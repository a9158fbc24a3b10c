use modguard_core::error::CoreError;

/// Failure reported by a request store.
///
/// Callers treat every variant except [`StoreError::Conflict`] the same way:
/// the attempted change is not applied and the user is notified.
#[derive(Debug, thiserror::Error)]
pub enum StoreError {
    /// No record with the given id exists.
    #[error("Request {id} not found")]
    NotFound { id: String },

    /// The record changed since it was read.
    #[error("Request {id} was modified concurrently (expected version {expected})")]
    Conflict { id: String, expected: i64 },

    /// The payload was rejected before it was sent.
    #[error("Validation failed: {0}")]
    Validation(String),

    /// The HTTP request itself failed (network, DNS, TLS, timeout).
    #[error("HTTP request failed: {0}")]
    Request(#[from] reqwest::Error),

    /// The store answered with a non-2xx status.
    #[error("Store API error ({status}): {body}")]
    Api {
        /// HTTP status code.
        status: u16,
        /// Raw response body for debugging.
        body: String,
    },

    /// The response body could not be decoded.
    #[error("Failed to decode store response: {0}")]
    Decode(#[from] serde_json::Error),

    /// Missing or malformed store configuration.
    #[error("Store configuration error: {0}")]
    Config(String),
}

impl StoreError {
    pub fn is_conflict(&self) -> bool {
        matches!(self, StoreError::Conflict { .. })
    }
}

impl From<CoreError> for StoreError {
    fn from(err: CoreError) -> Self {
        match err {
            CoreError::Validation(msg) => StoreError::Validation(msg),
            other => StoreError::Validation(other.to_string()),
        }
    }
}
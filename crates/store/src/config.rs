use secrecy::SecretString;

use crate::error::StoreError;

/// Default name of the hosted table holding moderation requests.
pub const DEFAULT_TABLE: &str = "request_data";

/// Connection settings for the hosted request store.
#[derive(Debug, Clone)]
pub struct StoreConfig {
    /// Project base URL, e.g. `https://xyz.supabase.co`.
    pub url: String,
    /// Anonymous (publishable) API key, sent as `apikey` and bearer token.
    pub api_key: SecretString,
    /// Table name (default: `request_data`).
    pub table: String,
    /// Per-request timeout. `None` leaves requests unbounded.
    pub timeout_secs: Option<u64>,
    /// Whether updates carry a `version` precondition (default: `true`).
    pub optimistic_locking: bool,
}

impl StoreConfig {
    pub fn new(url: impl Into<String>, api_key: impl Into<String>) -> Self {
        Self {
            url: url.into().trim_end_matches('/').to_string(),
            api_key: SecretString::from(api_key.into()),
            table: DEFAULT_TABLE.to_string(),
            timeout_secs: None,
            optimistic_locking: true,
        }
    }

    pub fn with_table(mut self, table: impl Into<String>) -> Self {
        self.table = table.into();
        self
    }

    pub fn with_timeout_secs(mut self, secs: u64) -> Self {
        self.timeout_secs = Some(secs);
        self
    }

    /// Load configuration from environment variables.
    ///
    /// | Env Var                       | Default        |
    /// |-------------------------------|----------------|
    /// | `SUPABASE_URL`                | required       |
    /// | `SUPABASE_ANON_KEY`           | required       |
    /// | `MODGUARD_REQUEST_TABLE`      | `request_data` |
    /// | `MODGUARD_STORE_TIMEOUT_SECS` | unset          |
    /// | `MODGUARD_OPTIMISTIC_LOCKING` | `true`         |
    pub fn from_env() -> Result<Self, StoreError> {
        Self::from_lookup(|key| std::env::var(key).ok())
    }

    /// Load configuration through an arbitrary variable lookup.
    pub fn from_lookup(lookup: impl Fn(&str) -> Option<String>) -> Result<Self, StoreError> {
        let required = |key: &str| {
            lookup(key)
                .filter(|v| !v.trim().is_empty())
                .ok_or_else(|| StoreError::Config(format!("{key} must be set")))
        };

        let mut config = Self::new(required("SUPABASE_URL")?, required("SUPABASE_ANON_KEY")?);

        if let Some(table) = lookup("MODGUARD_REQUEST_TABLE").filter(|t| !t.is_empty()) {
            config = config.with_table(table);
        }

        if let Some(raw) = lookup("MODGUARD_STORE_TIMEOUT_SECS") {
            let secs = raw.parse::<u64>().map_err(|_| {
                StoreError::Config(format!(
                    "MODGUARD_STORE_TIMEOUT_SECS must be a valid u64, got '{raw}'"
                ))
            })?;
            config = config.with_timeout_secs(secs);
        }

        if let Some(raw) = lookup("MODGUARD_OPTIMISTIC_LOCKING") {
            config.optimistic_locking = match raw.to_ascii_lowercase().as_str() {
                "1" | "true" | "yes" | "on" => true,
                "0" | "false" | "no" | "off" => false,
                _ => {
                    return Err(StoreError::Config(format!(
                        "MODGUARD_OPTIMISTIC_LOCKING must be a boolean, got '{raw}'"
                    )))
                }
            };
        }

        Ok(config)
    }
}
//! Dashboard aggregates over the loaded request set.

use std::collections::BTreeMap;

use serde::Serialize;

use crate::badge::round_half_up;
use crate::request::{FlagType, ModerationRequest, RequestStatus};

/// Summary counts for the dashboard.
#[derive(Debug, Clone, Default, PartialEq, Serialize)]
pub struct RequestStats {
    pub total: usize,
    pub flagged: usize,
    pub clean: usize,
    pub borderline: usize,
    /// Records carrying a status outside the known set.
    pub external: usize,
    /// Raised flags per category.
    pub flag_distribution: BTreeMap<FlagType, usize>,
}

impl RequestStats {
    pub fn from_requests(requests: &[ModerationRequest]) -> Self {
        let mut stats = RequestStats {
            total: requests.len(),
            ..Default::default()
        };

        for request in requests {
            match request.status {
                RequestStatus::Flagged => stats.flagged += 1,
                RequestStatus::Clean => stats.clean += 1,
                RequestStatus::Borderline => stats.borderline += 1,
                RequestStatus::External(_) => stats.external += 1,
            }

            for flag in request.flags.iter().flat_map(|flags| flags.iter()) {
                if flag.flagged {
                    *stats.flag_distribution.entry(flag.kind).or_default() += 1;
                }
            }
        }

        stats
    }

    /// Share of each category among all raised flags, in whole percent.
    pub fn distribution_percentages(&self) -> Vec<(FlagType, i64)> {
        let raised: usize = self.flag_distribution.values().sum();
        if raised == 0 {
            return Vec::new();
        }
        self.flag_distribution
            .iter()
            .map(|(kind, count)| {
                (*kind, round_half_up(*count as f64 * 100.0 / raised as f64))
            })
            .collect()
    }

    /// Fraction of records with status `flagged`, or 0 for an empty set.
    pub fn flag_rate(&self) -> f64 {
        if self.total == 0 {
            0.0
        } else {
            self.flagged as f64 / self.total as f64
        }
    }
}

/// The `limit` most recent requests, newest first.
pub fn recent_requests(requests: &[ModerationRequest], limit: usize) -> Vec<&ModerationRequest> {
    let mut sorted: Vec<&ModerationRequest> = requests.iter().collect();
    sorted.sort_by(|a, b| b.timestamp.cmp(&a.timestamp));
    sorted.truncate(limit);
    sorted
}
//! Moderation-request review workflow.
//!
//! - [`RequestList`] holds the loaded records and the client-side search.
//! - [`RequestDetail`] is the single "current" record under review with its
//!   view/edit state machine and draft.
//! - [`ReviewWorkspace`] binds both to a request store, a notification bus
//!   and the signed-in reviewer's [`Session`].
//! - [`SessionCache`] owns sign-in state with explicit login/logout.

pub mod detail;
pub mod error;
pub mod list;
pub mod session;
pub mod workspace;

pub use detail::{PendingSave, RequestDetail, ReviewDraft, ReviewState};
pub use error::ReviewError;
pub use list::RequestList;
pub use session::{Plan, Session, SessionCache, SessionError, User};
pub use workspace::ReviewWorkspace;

# Work to complete:
What you output should match every line above exactly.

# Response:
repository a9158fbc24a3b10c
use modguard_core::error::CoreError;

/// Failure reported by a request store.
///
/// Callers treat every variant except [`StoreError::Conflict`] the same way:
/// the attempted change is not applied and the user is notified.
#[derive(Debug, thiserror::Error)]
pub enum StoreError {
    /// No record with the given id exists.
    #[error("Request {id} not found")]
    NotFound { id: String },

    /// The record changed since it was read.
    #[error("Request {id} was modified concurrently (expected version {expected})")]
    Conflict { id: String, expected: i64 },

    /// The payload was rejected before it was sent.
    #[error("Validation failed: {0}")]
    Validation(String),

    /// The HTTP request itself failed (network, DNS, TLS, timeout).
    #[error("HTTP request failed: {0}")]
    Request(#[from] reqwest::Error),

    /// The store answered with a non-2xx status.
    #[error("Store API error ({status}): {body}")]
    Api {
        /// HTTP status code.
        status: u16,
        /// Raw response body for debugging.
        body: String,
    },

    /// The response body could not be decoded.
    #[error("Failed to decode store response: {0}")]
    Decode(#[from] serde_json::Error),

    /// Missing or malformed store configuration.
    #[error("Store configuration error: {0}")]
    Config(String),
}

impl StoreError {
    pub fn is_conflict(&self) -> bool {
        matches!(self, StoreError::Conflict { .. })
    }
}

impl From<CoreError> for StoreError {
    fn from(err: CoreError) -> Self {
        match err {
            CoreError::Validation(msg) => StoreError::Validation(msg),
            other => StoreError::Validation(other.to_string()),
        }
    }
}
filename crates/store/src/config.rs
use secrecy::SecretString;

use crate::error::StoreError;

/// Default name of the hosted table holding moderation requests.
pub const DEFAULT_TABLE: &str = "request_data";

/// Connection settings for the hosted request store.
#[derive(Debug, Clone)]
pub struct StoreConfig {
    /// Project base URL, e.g. `https://xyz.supabase.co`.
    pub url: String,
    /// Anonymous (publishable) API key, sent as `apikey` and bearer token.
    pub api_key: SecretString,
    /// Table name (default: `request_data`).
    pub table: String,
    /// Per-request timeout. `None` leaves requests unbounded.
    pub timeout_secs: Option<u64>,
    /// Whether updates carry a `version` precondition (default: `true`).
    pub optimistic_locking: bool,
}

impl StoreConfig {
    pub fn new(url: impl Into<String>, api_key: impl Into<String>) -> Self {
        Self {
            url: url.into().trim_end_matches('/').to_string(),
            api_key: SecretString::from(api_key.into()),
            table: DEFAULT_TABLE.to_string(),
            timeout_secs: None,
            optimistic_locking: true,
        }
    }

    pub fn with_table(mut self, table: impl Into<String>) -> Self {
        self.table = table.into();
        self
    }

    pub fn with_timeout_secs(mut self, secs: u64) -> Self {
        self.timeout_secs = Some(secs);
        self
    }

    /// Load configuration from environment variables.
    ///
    /// | Env Var                       | Default        |
    /// |-------------------------------|----------------|
    /// | `SUPABASE_URL`                | required       |
    /// | `SUPABASE_ANON_KEY`           | required       |
    /// | `MODGUARD_REQUEST_TABLE`      | `request_data` |
    /// | `MODGUARD_STORE_TIMEOUT_SECS` | unset          |
    /// | `MODGUARD_OPTIMISTIC_LOCKING` | `true`         |
    pub fn from_env() -> Result<Self, StoreError> {
        Self::from_lookup(|key| std::env::var(key).ok())
    }

    /// Load configuration through an arbitrary variable lookup.
    pub fn from_lookup(lookup: impl Fn(&str) -> Option<String>) -> Result<Self, StoreError> {
        let required = |key: &str| {
            lookup(key)
                .filter(|v| !v.trim().is_empty())
                .ok_or_else(|| StoreError::Config(format!("{key} must be set")))
        };

        let mut config = Self::new(required("SUPABASE_URL")?, required("SUPABASE_ANON_KEY")?);

        if let Some(table) = lookup("MODGUARD_REQUEST_TABLE").filter(|t| !t.is_empty()) {
            config = config.with_table(table);
        }

        if let Some(raw) = lookup("MODGUARD_STORE_TIMEOUT_SECS") {
            let secs = raw.parse::<u64>().map_err(|_| {
                StoreError::Config(format!(
                    "MODGUARD_STORE_TIMEOUT_SECS must be a valid u64, got '{raw}'"
                ))
            })?;
            config = config.with_timeout_secs(secs);
        }

        if let Some(raw) = lookup("MODGUARD_OPTIMISTIC_LOCKING") {
            config.optimistic_locking = match raw.to_ascii_lowercase().as_str() {
                "1" | "true" | "yes" | "on" => true,
                "0" | "false" | "no" | "off" => false,
                _ => {
                    return Err(StoreError::Config(format!(
                        "MODGUARD_OPTIMISTIC_LOCKING must be a boolean, got '{raw}'"
                    )))
                }
            };
        }

        Ok(config)
    }
}
//! Dashboard aggregates over the loaded request set.

use std::collections::BTreeMap;

use serde::Serialize;

use crate::badge::round_half_up;
use crate::request::{FlagType, ModerationRequest, RequestStatus};

/// Summary counts for the dashboard.
#[derive(Debug, Clone, Default, PartialEq, Serialize)]
pub struct RequestStats {
    pub total: usize,
    pub flagged: usize,
    pub clean: usize,
    pub borderline: usize,
    /// Records carrying a status outside the known set.
    pub external: usize,
    /// Raised flags per category.
    pub flag_distribution: BTreeMap<FlagType, usize>,
}

impl RequestStats {
    pub fn from_requests(requests: &[ModerationRequest]) -> Self {
        let mut stats = RequestStats {
            total: requests.len(),
            ..Default::default()
        };

        for request in requests {
            match request.status {
                RequestStatus::Flagged => stats.flagged += 1,
                RequestStatus::Clean => stats.clean += 1,
                RequestStatus::Borderline => stats.borderline += 1,
                RequestStatus::External(_) => stats.external += 1,
            }

            for flag in request.flags.iter().flat_map(|flags| flags.iter()) {
                if flag.flagged {
                    *stats.flag_distribution.entry(flag.kind).or_default() += 1;
                }
            }
        }

        stats
    }

    /// Share of each category among all raised flags, in whole percent.
    pub fn distribution_percentages(&self) -> Vec<(FlagType, i64)> {
        let raised: usize = self.flag_distribution.values().sum();
        if raised == 0 {
            return Vec::new();
        }
        self.flag_distribution
            .iter()
            .map(|(kind, count)| {
                (*kind, round_half_up(*count as f64 * 100.0 / raised as f64))
            })
            .collect()
    }

    /// Fraction of records with status `flagged`, or 0 for an empty set.
    pub fn flag_rate(&self) -> f64 {
        if self.total == 0 {
            0.0
        } else {
            self.flagged as f64 / self.total as f64
        }
    }
}

/// The `limit` most recent requests, newest first.
pub fn recent_requests(requests: &[ModerationRequest], limit: usize) -> Vec<&ModerationRequest> {
    let mut sorted: Vec<&ModerationRequest> = requests.iter().collect();
    sorted.sort_by(|a, b| b.timestamp.cmp(&a.timestamp));
    sorted.truncate(limit);
    sorted
}
//! Moderation-request review workflow.
//!
//! - [`RequestList`] holds the loaded records and the client-side search.
//! - [`RequestDetail`] is the single "current" record under review with its
//!   view/edit state machine and draft.
//! - [`ReviewWorkspace`] binds both to a request store, a notification bus
//!   and the signed-in reviewer's [`Session`].
//! - [`SessionCache`] owns sign-in state with explicit login/logout.

pub mod detail;
pub mod error;
pub mod list;
pub mod session;
pub mod workspace;

pub use detail::{PendingSave, RequestDetail, ReviewDraft, ReviewState};
pub use error::ReviewError;
pub use list::RequestList;
pub use session::{Plan, Session, SessionCache, SessionError, User};
pub use workspace::ReviewWorkspace;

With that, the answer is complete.